There also appears to be a bit of a difference in expectations for what happiness is. As writer Emily Esfahani Smith indicates, a study in the Journal of Positive Psychology indicates that “Leading a happy life, the psychologists found, is associated with being a “taker” while leading a meaningful life corresponds with being a “giver.”
The authors of the study report that “Happiness without meaning characterizes a relatively shallow, self-absorbed or even selfish life, in which things go well, needs and desire are easily satisfied, and difficult or taxing entanglements are avoided.”
“Thinking beyond the present moment, into the past or future, was a sign of the relatively meaningful but unhappy life. Happiness is not generally found in contemplating the past or future,” the study determined. That is consistent with attitude, I believe.

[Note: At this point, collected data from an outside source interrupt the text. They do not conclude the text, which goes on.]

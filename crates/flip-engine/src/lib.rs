//! flip engine crate.
//!
//! Immediate-mode 3D drawing over a small id-based GPU interface, with the
//! window runtime, input, camera and timing pieces an application needs.

pub mod camera;
pub mod core;
pub mod device;
pub mod gfx;
pub mod imdraw;
pub mod input;
pub mod loader;
pub mod logging;
pub mod profile;
pub mod render;
pub mod time;
pub mod window;
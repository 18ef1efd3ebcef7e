use std::ops::{Deref, DerefMut};

use crate::camera::CameraView;

use super::{PassToken, Renderer};

/// Scoped default pass: opened on construction, ended and committed on drop.
///
/// Derefs to the renderer so draws can be issued through the guard.
pub struct DefaultPass<'a> {
    renderer: &'a mut dyn Renderer,
}

impl<'a> DefaultPass<'a> {
    pub fn new(renderer: &'a mut dyn Renderer, view: &CameraView) -> Self {
        renderer.begin_default_pass(PassToken::new(), view);
        Self { renderer }
    }
}

impl<'a> Deref for DefaultPass<'a> {
    type Target = dyn Renderer + 'a;

    fn deref(&self) -> &Self::Target {
        &*self.renderer
    }
}

impl DerefMut for DefaultPass<'_> {
    fn deref_mut(&mut self) -> &mut Self::Target {
        &mut *self.renderer
    }
}

impl Drop for DefaultPass<'_> {
    fn drop(&mut self) {
        self.renderer.end_default_pass(PassToken::new());
    }
}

“Happiness without meaning characterizes a relatively shallow, self-absorbed or even selfish life, in which things go well, needs and desire are easily satisfied, and difficult or taxing entanglements are avoided,” the authors write.
Happiness appears to be more about “feeling good” and a relative lack of stress. Think of hanging out watching good TV, sailing, or joking around with an old friend. Meaning, however, is probably more about Study authors Kathleen Vohs, Ph.D., puts it like this: “Happy people get a lot of joy from receiving benefits from others while people leading meaningful lives get a lot of joy from giving to others.” Prominent psychologist Roy Baumeister adds this: “Partly what we do as human beings is to take care of others and contribute to others. This makes life meaningful but it does not necessarily make us happy.”
Smith adds this well-crafted paragraph to her wonderful piece: “The wisdom that Frankl derived from his experiences there, in the middle of unimaginable human suffering, is just as relevant now as it was then: ‘Being human always points, and is directed, to something or someone, other than oneself – be it a meaning to fulfill or another human being to encounter. The more one forgets himself – by giving himself to a cause to serve or another person to love – the more human he is.’” Her book, though expensive, is probably very good. Check out this wonderful description:
To explore how we can craft lives of meaning, Emily Esfahani Smith synthesizes a kaleidoscopic array of sources – from psychologists, sociologists, philosophers, and neuroscientists to figures in literature and history such as George Eliot, Viktor Frankl, Aristotle, and the Buddha. Drawing on this research, Smith shows us how cultivating connections to others, identifying and working toward a purpose, telling stories about our place in the world, and seeking out mystery can immeasurably deepen our lives.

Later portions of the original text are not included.